- **ENTRIES SUPPLIED**:
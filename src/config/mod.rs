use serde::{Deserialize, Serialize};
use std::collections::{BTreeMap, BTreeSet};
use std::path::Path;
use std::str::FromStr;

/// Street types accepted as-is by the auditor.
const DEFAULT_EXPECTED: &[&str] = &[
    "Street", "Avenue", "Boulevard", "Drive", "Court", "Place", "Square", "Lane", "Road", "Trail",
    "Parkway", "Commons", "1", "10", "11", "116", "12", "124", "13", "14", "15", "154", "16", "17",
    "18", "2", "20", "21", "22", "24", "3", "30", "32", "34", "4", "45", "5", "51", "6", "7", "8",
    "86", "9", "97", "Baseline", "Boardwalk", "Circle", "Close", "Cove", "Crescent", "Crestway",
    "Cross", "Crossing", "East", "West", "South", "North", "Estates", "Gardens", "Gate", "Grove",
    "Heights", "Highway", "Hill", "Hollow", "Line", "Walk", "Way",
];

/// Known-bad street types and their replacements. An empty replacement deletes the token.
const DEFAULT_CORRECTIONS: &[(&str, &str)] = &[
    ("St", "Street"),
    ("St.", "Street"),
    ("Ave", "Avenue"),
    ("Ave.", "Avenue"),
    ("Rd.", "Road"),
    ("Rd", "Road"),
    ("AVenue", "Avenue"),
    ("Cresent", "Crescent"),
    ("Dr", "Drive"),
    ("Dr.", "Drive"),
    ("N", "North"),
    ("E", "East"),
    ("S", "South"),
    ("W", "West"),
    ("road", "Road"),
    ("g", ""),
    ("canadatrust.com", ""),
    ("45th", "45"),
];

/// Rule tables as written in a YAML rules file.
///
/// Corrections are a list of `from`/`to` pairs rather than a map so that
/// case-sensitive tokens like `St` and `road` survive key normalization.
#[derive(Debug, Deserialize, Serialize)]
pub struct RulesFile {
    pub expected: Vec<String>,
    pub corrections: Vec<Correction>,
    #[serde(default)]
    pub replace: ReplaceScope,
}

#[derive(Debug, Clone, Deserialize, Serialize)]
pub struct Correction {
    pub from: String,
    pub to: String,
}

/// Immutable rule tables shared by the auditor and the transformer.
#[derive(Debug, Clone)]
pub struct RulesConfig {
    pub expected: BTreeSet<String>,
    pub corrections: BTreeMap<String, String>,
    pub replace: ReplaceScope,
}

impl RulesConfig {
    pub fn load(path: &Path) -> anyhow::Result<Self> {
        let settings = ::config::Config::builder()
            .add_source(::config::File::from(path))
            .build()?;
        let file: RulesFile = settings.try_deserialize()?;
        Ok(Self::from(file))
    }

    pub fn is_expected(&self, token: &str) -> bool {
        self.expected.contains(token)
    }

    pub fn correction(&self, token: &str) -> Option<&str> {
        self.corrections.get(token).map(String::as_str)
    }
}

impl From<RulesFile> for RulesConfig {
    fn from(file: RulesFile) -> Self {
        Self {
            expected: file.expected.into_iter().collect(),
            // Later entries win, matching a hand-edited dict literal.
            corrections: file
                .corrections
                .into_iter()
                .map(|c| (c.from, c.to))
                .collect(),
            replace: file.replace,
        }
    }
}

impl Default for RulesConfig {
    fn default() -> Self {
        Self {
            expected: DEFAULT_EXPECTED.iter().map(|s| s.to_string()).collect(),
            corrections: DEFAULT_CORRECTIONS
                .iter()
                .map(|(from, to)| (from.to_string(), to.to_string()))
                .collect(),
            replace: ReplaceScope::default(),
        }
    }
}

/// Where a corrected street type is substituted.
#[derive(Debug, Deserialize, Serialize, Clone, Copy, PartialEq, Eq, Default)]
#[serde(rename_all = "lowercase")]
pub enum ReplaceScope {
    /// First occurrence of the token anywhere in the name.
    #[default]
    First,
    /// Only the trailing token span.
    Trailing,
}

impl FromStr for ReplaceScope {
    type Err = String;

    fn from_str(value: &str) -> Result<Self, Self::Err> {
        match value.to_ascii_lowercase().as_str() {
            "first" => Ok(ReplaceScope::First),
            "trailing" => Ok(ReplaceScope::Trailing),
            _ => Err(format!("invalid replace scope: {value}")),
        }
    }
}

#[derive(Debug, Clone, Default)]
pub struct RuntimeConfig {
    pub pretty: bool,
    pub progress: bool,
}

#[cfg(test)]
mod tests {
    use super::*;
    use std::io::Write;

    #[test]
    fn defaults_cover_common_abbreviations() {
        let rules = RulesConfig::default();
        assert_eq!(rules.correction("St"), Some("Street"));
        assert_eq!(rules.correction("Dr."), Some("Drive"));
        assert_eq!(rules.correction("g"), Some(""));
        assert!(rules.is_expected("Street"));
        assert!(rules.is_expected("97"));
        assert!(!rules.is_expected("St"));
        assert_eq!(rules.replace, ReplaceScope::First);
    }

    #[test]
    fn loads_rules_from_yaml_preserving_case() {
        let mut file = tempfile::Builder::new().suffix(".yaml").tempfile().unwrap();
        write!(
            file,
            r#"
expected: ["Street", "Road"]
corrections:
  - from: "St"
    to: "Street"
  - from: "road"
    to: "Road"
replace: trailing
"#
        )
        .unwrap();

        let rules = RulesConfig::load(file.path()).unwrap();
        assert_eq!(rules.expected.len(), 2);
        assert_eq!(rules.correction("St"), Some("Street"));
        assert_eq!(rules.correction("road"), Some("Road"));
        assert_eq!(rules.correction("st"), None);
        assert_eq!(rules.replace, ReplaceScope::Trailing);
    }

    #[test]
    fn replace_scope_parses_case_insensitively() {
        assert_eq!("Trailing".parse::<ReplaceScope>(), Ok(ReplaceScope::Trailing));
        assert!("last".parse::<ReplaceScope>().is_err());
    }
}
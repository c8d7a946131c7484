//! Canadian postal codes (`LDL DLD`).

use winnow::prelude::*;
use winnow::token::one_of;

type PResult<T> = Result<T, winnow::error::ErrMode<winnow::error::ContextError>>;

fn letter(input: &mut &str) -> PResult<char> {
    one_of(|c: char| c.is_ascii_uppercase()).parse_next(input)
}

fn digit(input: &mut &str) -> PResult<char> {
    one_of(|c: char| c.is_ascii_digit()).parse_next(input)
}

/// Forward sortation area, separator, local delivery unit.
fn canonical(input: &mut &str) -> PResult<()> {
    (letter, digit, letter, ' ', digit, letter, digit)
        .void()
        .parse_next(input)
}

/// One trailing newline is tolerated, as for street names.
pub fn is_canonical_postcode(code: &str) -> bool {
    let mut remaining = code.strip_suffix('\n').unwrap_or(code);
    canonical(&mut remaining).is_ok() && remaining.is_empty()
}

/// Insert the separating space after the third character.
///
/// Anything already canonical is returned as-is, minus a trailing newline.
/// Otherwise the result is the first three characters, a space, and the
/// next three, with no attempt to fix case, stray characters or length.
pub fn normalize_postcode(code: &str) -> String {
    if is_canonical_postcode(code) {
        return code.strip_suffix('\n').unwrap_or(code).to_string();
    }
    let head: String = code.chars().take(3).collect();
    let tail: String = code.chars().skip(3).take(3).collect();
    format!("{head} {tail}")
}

- **WHAT NEEDS TO BE DONE**: Only the lines from the one containing "deletes the token." through the one containing "#[derive(Debug, Deserialize, Serialize)]" are to be retyped, both boundary lines included, with no other material.

- **SOLUTION FOR THIS PROBLEM**:
/// Known-bad street types and their replacements. An empty replacement deletes the token.
const DEFAULT_CORRECTIONS: &[(&str, &str)] = &[
    ("St", "Street"),
    ("St.", "Street"),
    ("Ave", "Avenue"),
    ("Ave.", "Avenue"),
    ("Rd.", "Road"),
    ("Rd", "Road"),
    ("AVenue", "Avenue"),
    ("Cresent", "Crescent"),
    ("Dr", "Drive"),
    ("Dr.", "Drive"),
    ("N", "North"),
    ("E", "East"),
    ("S", "South"),
    ("W", "West"),
    ("road", "Road"),
    ("g", ""),
    ("canadatrust.com", ""),
    ("45th", "45"),
];

/// Rule tables as written in a YAML rules file.
///
/// Corrections are a list of `from`/`to` pairs rather than a map so that
/// case-sensitive tokens like `St` and `road` survive key normalization.
#[derive(Debug, Deserialize, Serialize)]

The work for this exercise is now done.